==== Source data ====
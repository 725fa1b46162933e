use axum::{
    routing::get,
    Router,
};
use std::sync::Arc;
use tower_http::{
    cors::{CorsLayer, Any},
    trace::TraceLayer,
};

use crate::api::products;
use crate::domain::repositories::product_repository::ProductRepository;
use crate::error::AppError;
use crate::infrastructure::llm::CompletionClient;

#[derive(Clone)]
pub struct AppState {
    pub products: Arc<dyn ProductRepository>,
    pub llm: CompletionClient,
}

pub async fn create_app(state: AppState) -> Result<Router, AppError> {
    let app_state = Arc::new(state);

    // 健康检查路由
    let health_route = Router::new()
        .route("/health", get(|| async { "OK" }));

    // 组合所有路由
    let app = Router::new()
        .nest("/products", products::routes())
        .merge(health_route)
        .layer(TraceLayer::new_for_http())
        .layer(CorsLayer::new().allow_origin(Any).allow_methods(Any).allow_headers(Any))
        .with_state(app_state);

    Ok(app)
}
//! 流式 chat-completion 客户端，用于生成商品描述
//!
//! 响应体先按换行切分成行，每行即一个 SSE 事件块，最多提取一个 `"content":"` 片段，
//! 行与行之间不共享状态。同一次网络读取里的多个事件逐行处理，被读取边界切开的行会先拼完整。
//! 任何传输层失败都返回以 `~ Error: Chat Completion API ` 开头的文本，不向调用方抛错。

use std::io;
use std::pin::pin;

use futures_util::{Stream, StreamExt, TryStreamExt};
use reqwest::header::ACCEPT;
use serde::Serialize;
use tokio_util::bytes::Buf;
use tokio_util::codec::{AnyDelimiterCodec, AnyDelimiterCodecError, FramedRead};
use tokio_util::io::StreamReader;

use super::error::CompletionError;
use crate::config::LlmConfig;

pub const DEFAULT_BASE_URL: &str = "https://integrate.api.nvidia.com";
pub const CHAT_COMPLETION_PATH: &str = "/v1/chat/completions";

const MODEL: &str = "meta/llama-3.1-405b-instruct";
const INSTRUCTION: &str = "You are an AI that helps sellers create product descriptions. \
The user will provide a product name, and you will return a short, precise, and customer-focused \
product description. Just return the product description without quoting the response.\n\nProduct name: ";

const CONTENT_MARKER: &str = "\"content\":\"";
const ERROR_PREFIX: &str = "~ Error: Chat Completion API ";

#[derive(Debug, Serialize)]
struct ChatMessage {
    role: &'static str,
    content: String,
}

/// 生成参数固定，不对调用方开放
#[derive(Debug, Serialize)]
struct ChatCompletionRequest {
    messages: Vec<ChatMessage>,
    model: &'static str,
    temperature: f64,
    top_p: f64,
    frequency_penalty: f64,
    presence_penalty: f64,
    max_tokens: u32,
    stream: bool,
}

impl ChatCompletionRequest {
    fn for_product(product_name: &str) -> Self {
        Self {
            messages: vec![ChatMessage {
                role: "user",
                content: format!("{}{}", INSTRUCTION, product_name),
            }],
            model: MODEL,
            temperature: 0.2,
            top_p: 0.7,
            frequency_penalty: 0.0,
            presence_penalty: 0.0,
            max_tokens: 1024,
            stream: true,
        }
    }
}

#[derive(Clone)]
pub struct CompletionClient {
    http: reqwest::Client,
    endpoint: String,
    api_key: String,
}

impl CompletionClient {
    pub fn new(config: &LlmConfig) -> Self {
        Self::with_client(reqwest::Client::new(), config)
    }

    pub fn with_client(http: reqwest::Client, config: &LlmConfig) -> Self {
        let endpoint = format!(
            "{}{}",
            config.base_url.trim_end_matches('/'),
            CHAT_COMPLETION_PATH
        );

        Self {
            http,
            endpoint,
            api_key: config.api_key.clone(),
        }
    }

    /// 返回值总是可以直接当作描述文本使用，失败时为错误提示文本
    pub async fn generate_description(&self, product_name: &str) -> String {
        match self.stream_completion(product_name).await {
            Ok(content) => {
                tracing::debug!(product_name, len = content.len(), "completion finished");
                content
            }
            Err(err) => {
                tracing::warn!(product_name, error = %err, "chat completion failed");
                format!("{}{}", ERROR_PREFIX, err)
            }
        }
    }

    async fn stream_completion(&self, product_name: &str) -> Result<String, CompletionError> {
        let response = self
            .http
            .post(&self.endpoint)
            .bearer_auth(&self.api_key)
            .header(ACCEPT, "application/json")
            .json(&ChatCompletionRequest::for_product(product_name))
            .send()
            .await?;

        let status = response.status();
        if !status.is_success() {
            return Err(CompletionError::Status {
                status,
                url: self.endpoint.clone(),
            });
        }

        let body = response.bytes_stream().map_err(io::Error::other);
        let content = accumulate_fragments(frame_lines(body)).await?;
        Ok(content)
    }
}

/// 把任意切分的字节流重新切成行，不含换行符
///
/// 按字节切分，非法 UTF-8 留给逐行的有损解码处理。
pub fn frame_lines<S, B, E>(stream: S) -> impl Stream<Item = Result<impl AsRef<[u8]>, AnyDelimiterCodecError>>
where
    S: Stream<Item = Result<B, E>>,
    B: Buf,
    E: Into<io::Error>,
{
    FramedRead::new(
        StreamReader::new(stream),
        AnyDelimiterCodec::new(b"\n".to_vec(), Vec::new()),
    )
}

/// 依次消费所有行并拼接提取到的片段，遇到第一个错误即返回
pub async fn accumulate_fragments<S, B, E>(stream: S) -> Result<String, E>
where
    S: Stream<Item = Result<B, E>>,
    B: AsRef<[u8]>,
{
    let mut stream = pin!(stream);
    let mut content = String::new();

    while let Some(chunk) = stream.next().await {
        let chunk = chunk?;
        let text = String::from_utf8_lossy(chunk.as_ref());
        if let Some(fragment) = extract_fragment(&text) {
            content.push_str(fragment);
        }
    }

    Ok(content)
}

/// 取第一个 `"content":"` 之后到下一个未转义 `"` 之间的原始文本
///
/// 没有标记或标记后没有结束引号时返回 `None`。片段不做反转义。
pub fn extract_fragment(chunk: &str) -> Option<&str> {
    let start = chunk.find(CONTENT_MARKER)? + CONTENT_MARKER.len();
    let rest = &chunk[start..];

    let mut escaped = false;
    for (index, byte) in rest.bytes().enumerate() {
        match byte {
            _ if escaped => escaped = false,
            b'\\' => escaped = true,
            b'"' => return Some(&rest[..index]),
            _ => {}
        }
    }

    None
}
pub mod completion_client;
pub mod error;

pub use completion_client::{CompletionClient, CHAT_COMPLETION_PATH, DEFAULT_BASE_URL};
pub use error::CompletionError;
====
Work item: Copy each line of the preceding material that contains "messages".

Result:
    messages: Vec<ChatMessage>,
            messages: vec![ChatMessage {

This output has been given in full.